Many of us agree with that, but there is no justification for feeling morally superior to those who deny it if we can't find a way to talk about that basic human difference without demonizing each other.

Death in the Neo-Con Family

Another member of the Axis of Evil expired today in the explosion of a North Korean nuclear cooling tower, and Washington mourners are taking it hard. Dick Cheney, inconsolable, has retreated into stony silence but John Bolton, voluble as ever, is carrying on about the "shameful" loss of another Neo-Con offspring.

The Vice President, grief-stricken at the terrorism de-listing of North Korea, reportedly left a meeting of foreign-policy experts after being asked about the news.

“I’m not going to be the one to announce this decision,” Cheney said, pointing at himself before departing. “You need to address your interest in this to the State Department.”

With Evil on life support in Iraq, the loss of another Conservative whipping boy leaves only Iran as a survivor of the triplets born during President Bush's State of the Union speech in January 2002.

If Israel makes good on Bolton's prediction of an attack on Tehran after our November elections, the Bush Administration may leave office in January childless, sloganwise.

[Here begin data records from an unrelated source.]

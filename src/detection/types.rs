// Copyright (c) 2025 Fabstir
// SPDX-License-Identifier: BUSL-1.1
//! Core detection types

use image::RgbaImage;
use serde::{Deserialize, Serialize};
use std::collections::HashMap;
use std::fmt;
use std::sync::Arc;
use uuid::Uuid;

use crate::backend::Backend;

/// Identifies one detection run; responses carrying an older id are stale
pub type RequestId = u64;

/// Decoded RGBA image shared between the orchestrator and detectors
pub type SharedImage = Arc<RgbaImage>;

/// Kind of personally identifiable content
#[derive(Debug, Clone, Copy, PartialEq, Eq, Hash, PartialOrd, Ord, Serialize, Deserialize)]
#[serde(rename_all = "snake_case")]
pub enum DetectionType {
    Face,
    Text,
    LicensePlate,
    Document,
}

impl DetectionType {
    /// Canonical processing order
    pub const ALL: [DetectionType; 4] = [
        DetectionType::Face,
        DetectionType::Text,
        DetectionType::LicensePlate,
        DetectionType::Document,
    ];

    pub fn as_str(&self) -> &'static str {
        match self {
            DetectionType::Face => "face",
            DetectionType::Text => "text",
            DetectionType::LicensePlate => "license_plate",
            DetectionType::Document => "document",
        }
    }

    /// Face and text detectors need device/rendering access and run on the
    /// orchestrator's own context instead of the executor
    pub fn is_in_context(&self) -> bool {
        matches!(self, DetectionType::Face | DetectionType::Text)
    }

    /// Progress stage shown while this type is being processed
    pub fn stage_label(&self) -> &'static str {
        match self {
            DetectionType::Face => "Detecting faces",
            DetectionType::Text => "Recognizing text",
            DetectionType::LicensePlate => "Detecting license plates",
            DetectionType::Document => "Detecting documents",
        }
    }

    /// Deduplicate and sort into canonical order
    pub fn normalize(types: &[DetectionType]) -> Vec<DetectionType> {
        Self::ALL
            .into_iter()
            .filter(|t| types.contains(t))
            .collect()
    }
}

impl fmt::Display for DetectionType {
    fn fmt(&self, f: &mut fmt::Formatter<'_>) -> fmt::Result {
        f.write_str(self.as_str())
    }
}

/// Integer pixel rectangle
#[derive(Debug, Clone, Copy, PartialEq, Eq, Hash, Serialize, Deserialize)]
pub struct BoundingBox {
    pub x: u32,
    pub y: u32,
    pub width: u32,
    pub height: u32,
}

impl BoundingBox {
    pub fn new(x: u32, y: u32, width: u32, height: u32) -> Self {
        Self {
            x,
            y,
            width,
            height,
        }
    }

    /// Snap a floating-point rectangle outward to whole pixels and clip it to
    /// the image. Returns None when nothing of it lies inside the image.
    pub fn from_pixels(
        x: f32,
        y: f32,
        width: f32,
        height: f32,
        image_width: u32,
        image_height: u32,
    ) -> Option<Self> {
        if ![x, y, width, height].iter().all(|v| v.is_finite()) {
            return None;
        }

        let x0 = x.max(0.0).floor();
        let y0 = y.max(0.0).floor();
        let x1 = (x + width).min(image_width as f32).ceil();
        let y1 = (y + height).min(image_height as f32).ceil();

        if x1 <= x0 || y1 <= y0 {
            return None;
        }

        Some(Self {
            x: x0 as u32,
            y: y0 as u32,
            width: (x1 - x0) as u32,
            height: (y1 - y0) as u32,
        })
    }

    pub fn right(&self) -> u32 {
        self.x.saturating_add(self.width)
    }

    pub fn bottom(&self) -> u32 {
        self.y.saturating_add(self.height)
    }

    /// Non-empty and fully inside `[0, width) x [0, height)`
    pub fn is_within(&self, width: u32, height: u32) -> bool {
        self.width > 0
            && self.height > 0
            && self.x < width
            && self.y < height
            && self.right() <= width
            && self.bottom() <= height
    }
}

/// Clamp a score into [0, 1]; NaN becomes 0
pub fn clamp_unit(value: f32) -> f32 {
    if value.is_nan() {
        0.0
    } else {
        value.clamp(0.0, 1.0)
    }
}

/// One suspected PII region
#[derive(Debug, Clone, PartialEq, Serialize, Deserialize)]
#[serde(rename_all = "camelCase")]
pub struct Detection {
    pub id: String,
    #[serde(rename = "type")]
    pub detection_type: DetectionType,
    pub bbox: BoundingBox,
    pub confidence: f32,
    pub selected: bool,
    #[serde(skip_serializing_if = "Option::is_none")]
    pub label: Option<String>,
}

impl Detection {
    /// New detection with a fresh id, selected by default
    pub fn new(
        detection_type: DetectionType,
        bbox: BoundingBox,
        confidence: f32,
        label: Option<String>,
    ) -> Self {
        Self {
            id: Uuid::new_v4().to_string(),
            detection_type,
            bbox,
            confidence: clamp_unit(confidence),
            selected: true,
            label,
        }
    }
}

/// Detector output before it is mapped into a [`Detection`]
#[derive(Debug, Clone, PartialEq)]
pub struct RawDetection {
    pub label: String,
    pub score: f32,
    /// Top-left corner and size in source image pixels
    pub x: f32,
    pub y: f32,
    pub width: f32,
    pub height: f32,
}

impl RawDetection {
    pub fn area(&self) -> f32 {
        self.width.max(0.0) * self.height.max(0.0)
    }

    /// Map into the canonical shape, clipped to the image
    pub fn into_detection(
        self,
        detection_type: DetectionType,
        image_width: u32,
        image_height: u32,
    ) -> Option<Detection> {
        let bbox = BoundingBox::from_pixels(
            self.x,
            self.y,
            self.width,
            self.height,
            image_width,
            image_height,
        )?;
        Some(Detection::new(
            detection_type,
            bbox,
            self.score,
            Some(self.label),
        ))
    }
}

/// Lifecycle state of the detection run
#[derive(Debug, Clone, Copy, PartialEq, Eq, Serialize, Deserialize)]
#[serde(rename_all = "snake_case")]
pub enum DetectionStatus {
    Idle,
    Downloading,
    Detecting,
    Error,
    Cancelled,
}

impl DetectionStatus {
    pub fn is_active(&self) -> bool {
        matches!(self, DetectionStatus::Downloading | DetectionStatus::Detecting)
    }
}

/// Snapshot of the orchestrator's run state
#[derive(Debug, Clone, PartialEq, Serialize)]
#[serde(rename_all = "camelCase")]
pub struct DetectionRun {
    pub status: DetectionStatus,
    /// 0-100 across every model that needed loading
    pub download_progress: f32,
    /// 0-100 across every enabled type
    pub progress: f32,
    pub current_stage: String,
    pub results: Vec<Detection>,
    pub models_loaded: HashMap<DetectionType, bool>,
    pub backend: Backend,
    pub enabled_types: Vec<DetectionType>,
    pub request_id: Option<RequestId>,
    pub error: Option<String>,
}

impl DetectionRun {
    pub fn new(backend: Backend) -> Self {
        Self {
            status: DetectionStatus::Idle,
            download_progress: 0.0,
            progress: 0.0,
            current_stage: String::new(),
            results: Vec::new(),
            models_loaded: DetectionType::ALL.into_iter().map(|t| (t, false)).collect(),
            backend,
            enabled_types: Vec::new(),
            request_id: None,
            error: None,
        }
    }
}

/// Progress and results streamed to the detection consumer
#[derive(Debug, Clone, PartialEq)]
pub enum DetectionUpdate {
    StatusChanged(DetectionStatus),
    DownloadProgress(f32),
    Progress { progress: f32, stage: String },
    /// Newly found detections; batches are additive
    Batch(Vec<Detection>),
    ModelLoaded {
        detection_type: DetectionType,
        loaded: bool,
    },
    Completed { total: usize },
    Failed(String),
    Cancelled,
}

McCain's Laid-Back Lassitude

After breathing fire in the early Republican primaries ("I will follow bin Laden to the gates of hell and I will get him!"), John McCain is being positively soft-spoken these days in accusing Barack Obama of flip-flopping on campaign finance, gun control and other issues. (Insomniacs could use his YouTube clips as sleep aids.)

Is he channeling Fred Thompson, whose professionally low-key performance was meant to suggest mature self-confidence but made him look as if he were running for president from a Barcalounger?

It's a good idea to offer a contrast to the Bush-Cheney imperial presidency style, but McCain's lassitude may only exacerbate the issue of his age and possibly diminished energy.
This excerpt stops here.